** Opening Given data block **
// This Source Code Form is subject to the terms of the Mozilla Public
// License, v. 2.0. If a copy of the MPL was not distributed with this
// file, You can obtain one at https://mozilla.org/MPL/2.0/.

//! Segmentation of a small synthetic scene: a ground slab, a grey wall
//! column and a green shrub.

use scenegrid_core::{Aabb, CellKey, Grid, GridBuilder, GridConfig, Point3, PointBuffer, Rgb};
use scenegrid_segmentation::{segment, Label, SegmentationConfig};

const BROWN: Rgb = Rgb::new(0.5, 0.35, 0.2);
const GREY: Rgb = Rgb::new(0.5, 0.5, 0.52);
const GREEN: Rgb = Rgb::new(0.2, 0.6, 0.2);

fn flat_patch(buffer: &mut PointBuffer, key: (u32, u32, u32), color: Rgb) {
    for i in 0..12 {
        let t = 0.1 + 0.065 * i as f64;
        buffer.push(
            Point3::new(key.0 as f64 + t, key.1 as f64 + 0.5, key.2 as f64 + 0.9 - t),
            color,
            1.0,
        );
    }
}

fn wall_patch(buffer: &mut PointBuffer, key: (u32, u32, u32), color: Rgb) {
    for i in 0..12 {
        let t = 0.05 + 0.08 * i as f64;
        let jitter = if i % 2 == 0 { 0.45 } else { 0.55 };
        buffer.push(
            Point3::new(key.0 as f64 + jitter, key.1 as f64 + t, key.2 as f64 + jitter),
            color,
            1.0,
        );
    }
}

fn scene() -> Grid {
    let mut buffer = PointBuffer::new();
    for x in 0..10 {
        for z in 0..10 {
            flat_patch(&mut buffer, (x, 0, z), BROWN);
        }
    }
    for y in 4..7 {
        wall_patch(&mut buffer, (7, y, 7), GREY);
    }
    flat_patch(&mut buffer, (2, 3, 2), GREEN);
    flat_patch(&mut buffer, (2, 3, 3), GREEN);

    let bounds = Aabb::new(Point3::new(0.0, 0.0, 0.0), Point3::new(10.0, 10.0, 10.0));
    GridBuilder::new(GridConfig {
        resolution: [10, 10, 10],
        vertical_crop: (0.0, 0.0),
        ..Default::default()
    })
    .build(&buffer, &bounds)
    .unwrap()
}

#[test]
fn scene_splits_into_three_regions() {
    let grid = scene();
    let seg = segment(&grid, &SegmentationConfig::default());

    let labels: Vec<_> = seg.regions.iter().map(|r| r.label).collect();
    assert_eq!(labels, vec![Label::Ground, Label::Structure, Label::Vegetation]);

    assert_eq!(seg.regions[0].cell_count(), 100);
    assert_eq!(seg.regions[0].point_count, 1200);
    assert_eq!(seg.regions[1].cell_count(), 3);
    assert_eq!(seg.regions[2].cell_count(), 2);
    assert_eq!(seg.labeled_cells, 105);
    assert_eq!(seg.skipped_sparse, 0);
}

#[test]
fn wall_cells_are_vertical_structure() {
    let grid = scene();
    let seg = segment(&grid, &SegmentationConfig::default());
    for y in 4..7 {
        let class = seg.label_of(CellKey::new(7, y, 7)).unwrap();
        assert_eq!(class.label, Label::Structure);
        assert_eq!(class.rule, "structure");
    }
}

#[test]
fn region_bounds_cover_members() {
    let grid = scene();
    let seg = segment(&grid, &SegmentationConfig::default());
    for region in &seg.regions {
        for key in &region.member_cells {
            let cell = grid.cell(*key).unwrap();
            assert!(region.bounds.contains(&cell.bounds.min));
            assert!(region.bounds.contains(&cell.bounds.max));
        }
    }
}

#[test]
fn higher_threshold_drops_everything() {
    let grid = scene();
    let config = SegmentationConfig {
        min_cell_points: 13,
        ..Default::default()
    };
    let seg = segment(&grid, &config);
    assert!(seg.regions.is_empty());
    assert_eq!(seg.skipped_sparse, grid.len());
}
** Closing Given data block **
# Task statement:
A verbatim transcription is required of the lines from the one with "let config = SegmentationConfig" through the final line of the entries above, and of nothing else.

# Response to the task:
    let config = SegmentationConfig {
        min_cell_points: 13,
        ..Default::default()
    };
    let seg = segment(&grid, &config);
    assert!(seg.regions.is_empty());
    assert_eq!(seg.skipped_sparse, grid.len());
}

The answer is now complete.